SEOUL, Dec. 27 (Korea Bizwire) — South Korea’s consumer sentiment snapped its four-month decline in December amid moderating inflation, a recovery in exports and hopes for an end in the Federal Reserve’s rate hikes, a central bank poll showed Wednesday.
The composite consumer sentiment index stood at 99.5 in December, up from 97.2 the previous month, ending four straight months of decline, according to the survey conducted by the Bank of Korea (BOK).
A reading below 100 means pessimists outnumber optimists.
The central bank said consumer sentiment improved amid a slowdown in inflation, a rebound in exports and the growing expectations over an end in the Fed’s rate-hiking cycle.

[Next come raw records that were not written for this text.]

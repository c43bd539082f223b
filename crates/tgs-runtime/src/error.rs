use derive_more::From;
use orion_error::{ErrorCode, StructError, UvsReason};
use tgs_core::CoreReason;

#[derive(Debug, Clone, PartialEq, thiserror::Error, From)]
pub enum RuntimeReason {
    #[error("interrupted")]
    Interrupted,
    #[error("{0}")]
    Core(CoreReason),
    #[error("{0}")]
    Uvs(UvsReason),
}

impl ErrorCode for RuntimeReason {
    fn error_code(&self) -> i32 {
        match self {
            Self::Interrupted => 2001,
            Self::Core(c) => c.error_code(),
            Self::Uvs(u) => u.error_code(),
        }
    }
}

pub type RuntimeError = StructError<RuntimeReason>;
pub type RuntimeResult<T> = Result<T, RuntimeError>;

Inflation expectations fell this month compared to the previous month amid a downward trend in consumer prices, the survey showed.
This month, ordinary people expect consumer prices to rise 3.2 percent for the year ahead, down from the previous month’s 3.4 percent.
The figures are closely watched, as their upward move could cause businesses to raise prices and people to ask for pay raises, thereby resulting in more upward pressure on inflation going forward.
South Korea’s inflation grew at a slower pace last month, though it stayed above 3 percent for the fourth consecutive month amid high prices of energy and farm goods.
Consumer prices, a key gauge of inflation, rose 3.3 percent in November from a year earlier, compared with a 3.8 percent on-year increase the previous month, marking the first time in four months that the annual price growth has eased.
The BOK has predicted inflationary pressure will build up down the road, with inflation expected to stay over 3 percent around the end of the year, far higher than its target rate of 2 percent.
Last month, the bank held its key interest rate steady at 3.5 percent for the seventh straight time amid a slowdown in growth and rising household debts.
The rate freeze comes after the BOK delivered seven consecutive rate hikes from April 2022 to January 2023.